◆ Directions for this task
Determine how many lines in the listing hold "what" and give only that number.

◆ Supplied information
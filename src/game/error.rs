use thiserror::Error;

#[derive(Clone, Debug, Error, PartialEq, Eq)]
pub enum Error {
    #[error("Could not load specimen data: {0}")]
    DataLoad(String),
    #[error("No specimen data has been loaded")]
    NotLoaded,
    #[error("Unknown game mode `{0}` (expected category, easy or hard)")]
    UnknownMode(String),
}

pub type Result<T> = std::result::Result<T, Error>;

---

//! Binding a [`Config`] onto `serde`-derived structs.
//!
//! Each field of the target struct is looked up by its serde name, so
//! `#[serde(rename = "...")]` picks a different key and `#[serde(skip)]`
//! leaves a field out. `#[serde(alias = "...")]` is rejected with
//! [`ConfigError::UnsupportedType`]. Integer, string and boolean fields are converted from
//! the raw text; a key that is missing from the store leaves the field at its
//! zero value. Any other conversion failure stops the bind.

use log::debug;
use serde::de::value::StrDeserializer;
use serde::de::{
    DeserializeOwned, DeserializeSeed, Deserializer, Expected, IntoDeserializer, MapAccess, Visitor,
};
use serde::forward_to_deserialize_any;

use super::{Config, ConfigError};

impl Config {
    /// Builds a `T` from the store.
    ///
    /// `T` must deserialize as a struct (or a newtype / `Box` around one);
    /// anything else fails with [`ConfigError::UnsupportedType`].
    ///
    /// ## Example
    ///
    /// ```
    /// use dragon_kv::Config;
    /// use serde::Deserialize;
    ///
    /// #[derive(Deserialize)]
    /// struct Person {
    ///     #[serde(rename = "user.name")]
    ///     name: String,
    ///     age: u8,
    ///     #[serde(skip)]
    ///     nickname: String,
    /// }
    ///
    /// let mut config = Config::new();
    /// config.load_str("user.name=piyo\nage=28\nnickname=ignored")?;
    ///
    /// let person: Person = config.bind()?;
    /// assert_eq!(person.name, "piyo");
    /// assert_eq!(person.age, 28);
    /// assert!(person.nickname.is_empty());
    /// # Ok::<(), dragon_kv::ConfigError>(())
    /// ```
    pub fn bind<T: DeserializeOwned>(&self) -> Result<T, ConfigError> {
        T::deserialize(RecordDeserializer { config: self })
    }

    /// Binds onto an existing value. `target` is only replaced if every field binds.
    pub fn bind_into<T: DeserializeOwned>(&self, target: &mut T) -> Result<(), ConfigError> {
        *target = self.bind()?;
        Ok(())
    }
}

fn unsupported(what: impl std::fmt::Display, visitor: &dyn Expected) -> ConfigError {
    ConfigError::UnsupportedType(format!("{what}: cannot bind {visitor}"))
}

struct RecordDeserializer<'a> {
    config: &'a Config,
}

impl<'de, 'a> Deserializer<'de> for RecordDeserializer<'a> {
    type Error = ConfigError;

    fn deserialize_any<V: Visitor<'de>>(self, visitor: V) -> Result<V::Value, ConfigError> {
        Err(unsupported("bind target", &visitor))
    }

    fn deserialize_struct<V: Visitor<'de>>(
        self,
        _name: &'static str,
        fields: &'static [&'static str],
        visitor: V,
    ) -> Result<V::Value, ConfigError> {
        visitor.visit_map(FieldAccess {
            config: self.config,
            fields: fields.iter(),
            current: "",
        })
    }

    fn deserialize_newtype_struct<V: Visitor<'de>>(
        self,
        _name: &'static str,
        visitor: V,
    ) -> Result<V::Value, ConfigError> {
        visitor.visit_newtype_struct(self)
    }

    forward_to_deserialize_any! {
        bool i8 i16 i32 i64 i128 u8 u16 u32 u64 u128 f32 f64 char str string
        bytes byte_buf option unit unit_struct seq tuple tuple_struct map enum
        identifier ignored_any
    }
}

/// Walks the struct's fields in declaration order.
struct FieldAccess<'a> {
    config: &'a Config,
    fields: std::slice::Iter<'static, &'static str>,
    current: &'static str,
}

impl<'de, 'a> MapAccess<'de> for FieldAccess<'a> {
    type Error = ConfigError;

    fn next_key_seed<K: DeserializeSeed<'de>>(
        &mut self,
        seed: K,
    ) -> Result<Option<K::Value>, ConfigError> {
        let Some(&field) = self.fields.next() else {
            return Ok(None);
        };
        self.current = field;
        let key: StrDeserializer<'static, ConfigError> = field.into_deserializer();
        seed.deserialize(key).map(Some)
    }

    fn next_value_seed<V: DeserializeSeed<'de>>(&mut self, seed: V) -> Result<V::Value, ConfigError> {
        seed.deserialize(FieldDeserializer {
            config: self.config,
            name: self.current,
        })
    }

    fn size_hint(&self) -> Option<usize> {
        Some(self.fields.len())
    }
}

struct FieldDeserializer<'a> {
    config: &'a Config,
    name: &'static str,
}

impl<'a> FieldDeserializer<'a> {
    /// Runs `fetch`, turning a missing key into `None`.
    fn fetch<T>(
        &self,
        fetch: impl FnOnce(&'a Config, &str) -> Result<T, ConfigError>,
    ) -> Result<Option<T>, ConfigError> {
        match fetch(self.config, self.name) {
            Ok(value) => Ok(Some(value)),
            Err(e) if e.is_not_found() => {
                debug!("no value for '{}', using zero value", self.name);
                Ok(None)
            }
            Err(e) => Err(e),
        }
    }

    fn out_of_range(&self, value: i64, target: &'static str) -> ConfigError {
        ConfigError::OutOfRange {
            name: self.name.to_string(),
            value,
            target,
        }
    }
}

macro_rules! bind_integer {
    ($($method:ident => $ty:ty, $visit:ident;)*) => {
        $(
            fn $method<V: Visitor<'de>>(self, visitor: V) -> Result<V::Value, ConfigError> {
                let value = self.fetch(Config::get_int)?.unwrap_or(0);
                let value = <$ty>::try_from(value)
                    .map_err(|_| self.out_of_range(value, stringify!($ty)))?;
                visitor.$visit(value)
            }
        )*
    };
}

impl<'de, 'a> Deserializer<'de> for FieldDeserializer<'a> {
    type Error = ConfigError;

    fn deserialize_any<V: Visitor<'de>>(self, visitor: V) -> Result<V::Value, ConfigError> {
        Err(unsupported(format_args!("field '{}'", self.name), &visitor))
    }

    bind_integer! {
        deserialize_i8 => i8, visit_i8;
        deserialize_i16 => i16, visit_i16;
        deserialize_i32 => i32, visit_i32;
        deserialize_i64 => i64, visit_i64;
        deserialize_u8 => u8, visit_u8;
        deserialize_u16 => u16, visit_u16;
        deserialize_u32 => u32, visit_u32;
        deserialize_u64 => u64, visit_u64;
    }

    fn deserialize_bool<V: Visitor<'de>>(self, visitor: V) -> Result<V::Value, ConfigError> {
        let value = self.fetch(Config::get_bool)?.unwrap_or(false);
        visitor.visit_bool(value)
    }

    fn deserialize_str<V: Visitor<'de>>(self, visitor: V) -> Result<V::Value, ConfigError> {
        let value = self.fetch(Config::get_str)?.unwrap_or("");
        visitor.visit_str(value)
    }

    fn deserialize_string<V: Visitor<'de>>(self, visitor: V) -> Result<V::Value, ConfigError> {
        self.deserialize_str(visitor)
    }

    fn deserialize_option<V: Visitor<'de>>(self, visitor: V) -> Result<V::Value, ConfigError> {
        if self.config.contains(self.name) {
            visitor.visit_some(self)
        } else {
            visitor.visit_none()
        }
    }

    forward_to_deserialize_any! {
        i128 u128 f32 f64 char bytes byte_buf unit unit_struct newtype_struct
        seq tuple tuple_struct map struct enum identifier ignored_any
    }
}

◆ Written answer
2